Re: How to find a memory leak - appears to be "system" calls that are responsible
by TilRMan (Friar) on May 15, 2004 at 02:10 UTC

    I find it unlikely that gzip and mv would be such memory hogs (even on HP-UX ;-). Perhaps the script is doing something resource unfriendly, like foreach (<FILE>), or perhaps the system()s are being kicked off with "&" to put them in the background.

    Use top(1) to see how many processes are running and how much memory they are using. If indeed the command utilities are causing problems, you might find more recent versions on the HP-UX porting center.

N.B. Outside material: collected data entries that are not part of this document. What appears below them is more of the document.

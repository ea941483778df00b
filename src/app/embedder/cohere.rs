use super::{ensure_success, http_client, EmbedderConfig};
use crate::core::embedder::{
    Embedder, EmbeddingError, EmbeddingOutput, ModelInfo, TokenUsage,
};
use crate::core::model::provider::ProviderKind;
use serde::{Deserialize, Serialize};

pub const DEFAULT_COHERE_ENDPOINT: &str = "https://api.cohere.ai";

const EMBED_ENGLISH_V3: &str = "embed-english-v3.0";
const EMBED_MULTILINGUAL_V3: &str = "embed-multilingual-v3.0";
const EMBED_ENGLISH_LIGHT_V3: &str = "embed-english-light-v3.0";

/// Cohere requires an input type per request; documents are the
/// sensible default for an ingestion service.
const INPUT_TYPE: &str = "search_document";

pub struct CohereEmbeddings {
    config: EmbedderConfig,
    client: reqwest::Client,
}

impl CohereEmbeddings {
    pub fn new(config: EmbedderConfig) -> Self {
        Self {
            client: http_client(config.timeout),
            config,
        }
    }
}

#[async_trait::async_trait]
impl Embedder for CohereEmbeddings {
    fn kind(&self) -> ProviderKind {
        ProviderKind::Cohere
    }

    fn base_url(&self) -> String {
        self.config.base_url.clone()
    }

    fn default_model(&self) -> String {
        self.config
            .default_model
            .clone()
            .unwrap_or_else(|| EMBED_ENGLISH_V3.to_string())
    }

    fn list_models(&self) -> Vec<ModelInfo> {
        vec![
            ModelInfo {
                name: EMBED_ENGLISH_V3,
                dimensions: 1024,
                max_input_tokens: 512,
                price_per_token: 0.000_000_1,
            },
            ModelInfo {
                name: EMBED_MULTILINGUAL_V3,
                dimensions: 1024,
                max_input_tokens: 512,
                price_per_token: 0.000_000_1,
            },
            ModelInfo {
                name: EMBED_ENGLISH_LIGHT_V3,
                dimensions: 384,
                max_input_tokens: 512,
                price_per_token: 0.000_000_1,
            },
        ]
    }

    async fn embed(
        &self,
        text: &str,
        model: Option<&str>,
    ) -> Result<EmbeddingOutput, EmbeddingError> {
        let model = self.resolve_model(model)?;

        let request = EmbedRequest {
            model: model.clone(),
            texts: vec![text.to_string()],
            input_type: INPUT_TYPE,
        };

        let response = self
            .client
            .post(format!("{}/v1/embed", self.config.base_url))
            .bearer_auth(self.config.api_key.as_deref().unwrap_or_default())
            .json(&request)
            .send()
            .await
            .map_err(|e| EmbeddingError::from_transport(self.kind(), &model, e))?;

        let response = ensure_success(self.kind(), &model, response).await?;

        let body: EmbedResponse = response
            .json()
            .await
            .map_err(|e| EmbeddingError::from_transport(self.kind(), &model, e))?;

        let Some(embedding) = body.embeddings.into_iter().next() else {
            return Err(EmbeddingError::Connection {
                provider: self.kind(),
                model,
                message: "response contained no embedding".to_string(),
            });
        };

        let usage = body
            .meta
            .and_then(|m| m.billed_units)
            .map(|b| TokenUsage {
                prompt_tokens: b.input_tokens,
                total_tokens: b.input_tokens,
            });

        Ok(EmbeddingOutput {
            dimensions: embedding.len(),
            embedding,
            model,
            provider: self.kind(),
            usage,
        })
    }
}

#[derive(Debug, Serialize)]
struct EmbedRequest {
    model: String,
    texts: Vec<String>,
    input_type: &'static str,
}

#[derive(Debug, Deserialize)]
struct EmbedResponse {
    embeddings: Vec<Vec<f32>>,
    meta: Option<Meta>,
}

#[derive(Debug, Deserialize)]
struct Meta {
    billed_units: Option<BilledUnits>,
}

#[derive(Debug, Deserialize)]
struct BilledUnits {
    input_tokens: usize,
}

Re: How to find a memory leak - appears to be "system" calls that are responsible
by tachyon (Chancellor) on May 15, 2004 at 04:15 UTC

    You don't post code so in generalities. It will almost inevitably be faster and more memory efficient to use system tools like gunzip, tar and rm directly than do the same in perl. Highly optimised C should beat Perl every time both in memory and speed terms. There is simply less overhead and at the end of the day things like Compress::Zlib are just wrappers on the standard system libraries and calls. Tools like top and Devel::DProf Devel::Leak and Devel::LeakTrace are available to diagnose issues.

    If you post example code I am sure you will get lively interest.

    cheers

    tachyon

      gzip and tar, almost certainly, but I'd bet unlink() is much faster than rm. As a shell command, rm means a fork() -- or two for a shell! And of course rm must ultimately do the unlink() as well.

      On the flip side, my first impression on gzip vs Compress::Zlib was dead wrong. ++ for setting me straight.

      Ah, the trauma of learning Perl . . .

        That's a good point about rm. I tend to use rm -rf /dir/path/* for convenience. The first operation is a shell expansion on the files/dirs which are them fed to rm as as single list so the worst case is 2 operations. There are real limitations on shell expansion with long lists (yes I do know the workarounds). Anyway in this context I am sure (but untested, so I'm not THAT sure ;-) it would be way faster than unlink/rmdir with File::Find. For single files or known lists I do use unlink. Now I have a rationale! Thanks.

        cheers

        tachyon